The works of a legendary French-born and American-raised artist who is widely recognized for her monumental sculptures are currently on show in Beijing for the first time. And this is probably in keeping with the way she felt.
For Niki de Saint Phalle (1930-2002) once said: "I'm condemned to show everything. That is my task."
The former fashion model and housewife found her true identity in teaching herself to paint and to sculpt, and created an oeuvre of works that are full of energy and hope.
Her works have won the hearts of people of different cultural backgrounds and ages, not only for their explosive color schemes and rich emotions, but also because she shares with them a take on life with courage and curiosity.
She also said: "My work has always been my way of expressing my problems and then exorcising them."
An exhibition of Niki's works, which is on at Beijing's Today Art Museum through Sunday, presents the scope and depth of her art, as well as of her spiritual world.
Her pursuit of freedom and social equity, her concern for all living creatures and her feminist views are fully evident in the several of her most well-known works.
Niki's works reflect a personal way of dealing with traumatic childhood experiences, health problems and social conventions imposed on her as a woman, with the healing power of creating and coloring.
Bloum Cardenas, the artist's grandchild and a member of the board of trustees of the Niki Charitable Art Foundation, says: "We always say Niki was like a phoenix reborn rising from the ashes. Whatever crises of life she went through, she would come out even stronger and fearless."
Niki was born to an American mother and a French father who lost his wealth in the Great Depression. She was sent to the United States at the age of 3. There, she coped with a tense environment at home and rebelled against the strict rules her family wanted her to follow.
"As a young girl, she was quite an example of strength, will power, determination and creativity, even though she looked fragile," says Cardenas.
Later, Niki modeled for fashion magazines. At 18, she eloped with and married Harry Mathews, her childhood friend.
She later taught herself art. But Cardenas says that although she did not attend art school, she saw more art in real life than many who were studying in art institutions. This was because she went to villages and towns, however small they were, to view artworks and meet artists.
"She was always reading. She was curious," says Cardenas.
"'Curious' is the best word to describe her. She didn't care about conventions. She managed to achieve what she wanted to do, like a bulldozer, even if it annoyed people."
Niki's works showcase her contradictory, complex sides, which evoke shared feelings in the audience, often giving them courage and strength.

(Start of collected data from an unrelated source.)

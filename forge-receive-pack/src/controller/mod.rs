//! The hook handler that decides about pushes and reports what they changed.
//!
//! [`Controller`] implements [`HookHandler`] for the hook server. Pre-receive runs the admission
//! checks and moves the [`PushSession`] to `Accepted` or `Rejected`; update only lets refs through
//! that pre-receive saw; post-receive turns the moved refs into events and terminal hints.

use std::sync::Arc;

use async_trait::async_trait;
use tracing::Instrument;

use crate::config::{GuardConfig, PullReqFlow, ServerConfig};
use crate::error::Class;
use crate::events::Reporter;
use crate::git::GitReader;
use crate::guard::secrets::RuleSet;
use crate::guard::{CodeOwnersGuard, Guard, OversizeGuard, SecretScanner};
use crate::hooks::{HookHandler, HookInput, HookOutput, NoopExtender, PostReceiveExtender, PreReceiveExtender};
use crate::limiter::{ResourceLimiter, UnlimitedLimiter};
use crate::protection::{ProtectionEngine, RuleParsers};
use crate::session::{PushSession, PushState};
use crate::store::Stores;
use crate::urls::UrlProvider;
use crate::Error;

mod post_receive;
mod pre_receive;

pub const STATE_ERROR: &str = "Push not allowed in the current repository state";
pub const SIZE_LIMIT_ERROR: &str = "Repository size limit exceeded";
pub const DEFAULT_BRANCH_ERROR: &str = "The default branch of a repository can't be deleted";
pub const PULLREQ_REFS_ERROR: &str = "The pull request references can't be modified.";
pub const PROTECTION_ERROR: &str = "Blocked by protection rules.";
pub const EMPTY_REPO_ERROR: &str = "Pushing to an empty repository requires at least one branch with commits.";

/// The collaborators a [`Controller`] is assembled from.
pub struct Parts {
    pub stores: Stores,
    pub git: Arc<dyn GitReader>,
    pub reporter: Reporter,
    pub limiter: Arc<dyn ResourceLimiter>,
    pub rule_parsers: RuleParsers,
    pub secret_rules: Arc<RuleSet>,
    pub pre_extender: Arc<dyn PreReceiveExtender>,
    pub post_extender: Arc<dyn PostReceiveExtender>,
    pub server: ServerConfig,
    pub guards: GuardConfig,
    pub flow: PullReqFlow,
}

impl Parts {
    /// Parts with builtin rules, no limits and no extenders.
    pub fn new(stores: Stores, git: Arc<dyn GitReader>, reporter: Reporter) -> Result<Self, Error> {
        Ok(Parts {
            stores,
            git,
            reporter,
            limiter: Arc::new(UnlimitedLimiter),
            rule_parsers: RuleParsers::builtin(),
            secret_rules: Arc::new(RuleSet::builtin()?),
            pre_extender: Arc::new(NoopExtender),
            post_extender: Arc::new(NoopExtender),
            server: ServerConfig::default(),
            guards: GuardConfig::default(),
            flow: PullReqFlow::default(),
        })
    }
}

/// Admission decisions and post-push reporting for one server.
pub struct Controller {
    stores: Stores,
    git: Arc<dyn GitReader>,
    protection: ProtectionEngine,
    guards: Vec<Guard>,
    limiter: Arc<dyn ResourceLimiter>,
    reporter: Reporter,
    urls: UrlProvider,
    server: ServerConfig,
    guard_defaults: GuardConfig,
    flow: PullReqFlow,
    post_extender: Arc<dyn PostReceiveExtender>,
}

impl Controller {
    pub fn new(parts: Parts) -> Self {
        let Parts {
            stores,
            git,
            reporter,
            limiter,
            rule_parsers,
            secret_rules,
            pre_extender,
            post_extender,
            server,
            guards,
            flow,
        } = parts;
        let guard_chain = vec![
            Guard::Secrets(SecretScanner::new(git.clone(), secret_rules)),
            Guard::Extender(pre_extender),
            Guard::Oversize(OversizeGuard::new(git.clone())),
            Guard::CodeOwners(CodeOwnersGuard::new(
                git.clone(),
                stores.principals.clone(),
                guards.codeowners_paths.clone(),
            )),
        ];
        Controller {
            protection: ProtectionEngine::new(stores.rules.clone(), rule_parsers),
            urls: UrlProvider::new(server.base_url.clone()),
            stores,
            git,
            guards: guard_chain,
            limiter,
            reporter,
            server,
            guard_defaults: guards,
            flow,
            post_extender,
        }
    }

    pub fn reporter(&self) -> &Reporter {
        &self.reporter
    }

    pub fn urls(&self) -> &UrlProvider {
        &self.urls
    }
}

impl std::fmt::Debug for Controller {
    fn fmt(&self, f: &mut std::fmt::Formatter<'_>) -> std::fmt::Result {
        f.debug_struct("Controller")
            .field("guards", &self.guards)
            .field("flow", &self.flow)
            .finish_non_exhaustive()
    }
}

fn log_failure(hook: &str, err: &Error) {
    match err.class() {
        Class::FatalBug => tracing::error!(hook, error = %err, "hook failed"),
        Class::Transient => tracing::warn!(hook, error = %err, "hook failed"),
        Class::UserRejectable | Class::PolicyViolation => tracing::info!(hook, error = %err, "hook refused"),
    }
}

#[async_trait]
impl HookHandler for Controller {
    async fn pre_receive(&self, session: &PushSession, input: &HookInput) -> Result<HookOutput, Error> {
        let span = tracing::info_span!(
            "pre_receive",
            session = %session.id(),
            repo_id = input.repo_id,
            principal_id = input.principal_id,
            updates = input.ref_updates.len()
        );
        async {
            session.record_input(input);
            let decision = self.run_pre_receive(session, input).await;
            let out = match decision {
                Ok(out) => out,
                Err(err) => {
                    log_failure("pre-receive", &err);
                    session.advance(PushState::Rejected)?;
                    return Err(err);
                }
            };
            session.advance(PushState::Validated)?;
            if out.is_rejected() {
                tracing::info!(error = out.error.as_deref().unwrap_or_default(), "push rejected");
                session.advance(PushState::Rejected)?;
            } else {
                session.advance(PushState::Accepted)?;
            }
            session.append_output(&out);
            Ok(out)
        }
        .instrument(span)
        .await
    }

    async fn update(&self, session: &PushSession, input: &HookInput) -> Result<HookOutput, Error> {
        let mut out = HookOutput::default();
        if session.state() != PushState::Accepted {
            out.reject(format!("Push is not accepted ({:?})", session.state()));
            return Ok(out);
        }
        for update in &input.ref_updates {
            if !session.was_validated(update) {
                tracing::warn!(session = %session.id(), ref_name = %update.name, "update hook saw an unvalidated ref");
                out.reject(format!("Update of {} was not validated", update.name));
            }
        }
        Ok(out)
    }

    async fn post_receive(&self, session: &PushSession, input: &HookInput) -> Result<HookOutput, Error> {
        if session.state() != PushState::Accepted {
            return Err(Error::Forbidden(format!(
                "post-receive for push session {} that was not accepted",
                session.id()
            )));
        }
        let span = tracing::info_span!(
            "post_receive",
            session = %session.id(),
            repo_id = input.repo_id,
            principal_id = input.principal_id
        );
        let out = self.run_post_receive(input).instrument(span).await;
        session.append_output(&out);
        Ok(out)
    }
}
//! Response header sets shared by the smart HTTP endpoints.

/// Headers preventing any intermediary from caching protocol responses.
pub const NO_CACHE: [(&str, &str); 3] = [
    ("Expires", "Fri, 01 Jan 1980 00:00:00 GMT"),
    ("Pragma", "no-cache"),
    ("Cache-Control", "no-cache, max-age=0, must-revalidate"),
];

/// Header sent with plain-text refusals so browsers do not sniff the body.
pub const NO_SNIFF: (&str, &str) = ("X-Content-Type-Options", "nosniff");

/// The `WWW-Authenticate` value challenging a client for basic credentials on `realm`.
pub fn basic_auth_challenge(realm: &str) -> String {
    format!("Basic realm=\"{realm}\"")
}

"The choices she made were often radical," says Cardenas.
"Like many artists, she had contradictions in her character. She could be sweet and sometimes she could be hot-tempered."
Cardenas says that in Niki's works, there are a lot of fairy tales featuring monsters, dragons and heroes, and there are obstacles too - just as in life.
She says Niki tells people that dealing with one's fears, instead of pretending they do not exist, is a very important course people should take in life.
Cardenas remembers when she was a little child, her grandmother often read her scary stories.
"She loved to scare me, and other children. But it was fun.
"She always said it was very important to learn to be afraid, so you would know the difference between a good fear and a bad fear; fear taught you things and let you know how to develop a sense of security. It was very inspirational to have a woman like her around."
The exhibition recreates a small part of the Tarot Garden, an outdoor sculpture garden in Tuscany, Italy. Work on the building began in the late 1970s and continued up until her death.
It is a fantasy land filled with imaginative, monumental sculptures through which the artist visualized her happiness, fear and determination, and shared them with the world.
Cardenas says the Tarot Garden was at the heart of her grandmother's life who was very serious and thorough in her approach to her work.
"She had two families, one was of her own and the other was the family she built with people who worked on the construction of Tarot Garden. They were close and strong. It is moving to hear people who worked for her saying Niki was family.
"I'm spoiled because I'm part of both families."
Cardenas says there is so much going on culturally in China that each time she comes to Beijing, she discovers new artists whose works she wants to add to her personal collection. She says her grandmother would have joined her if she were alive.
"Niki always said you needed to go where people wanted you, where you were desired."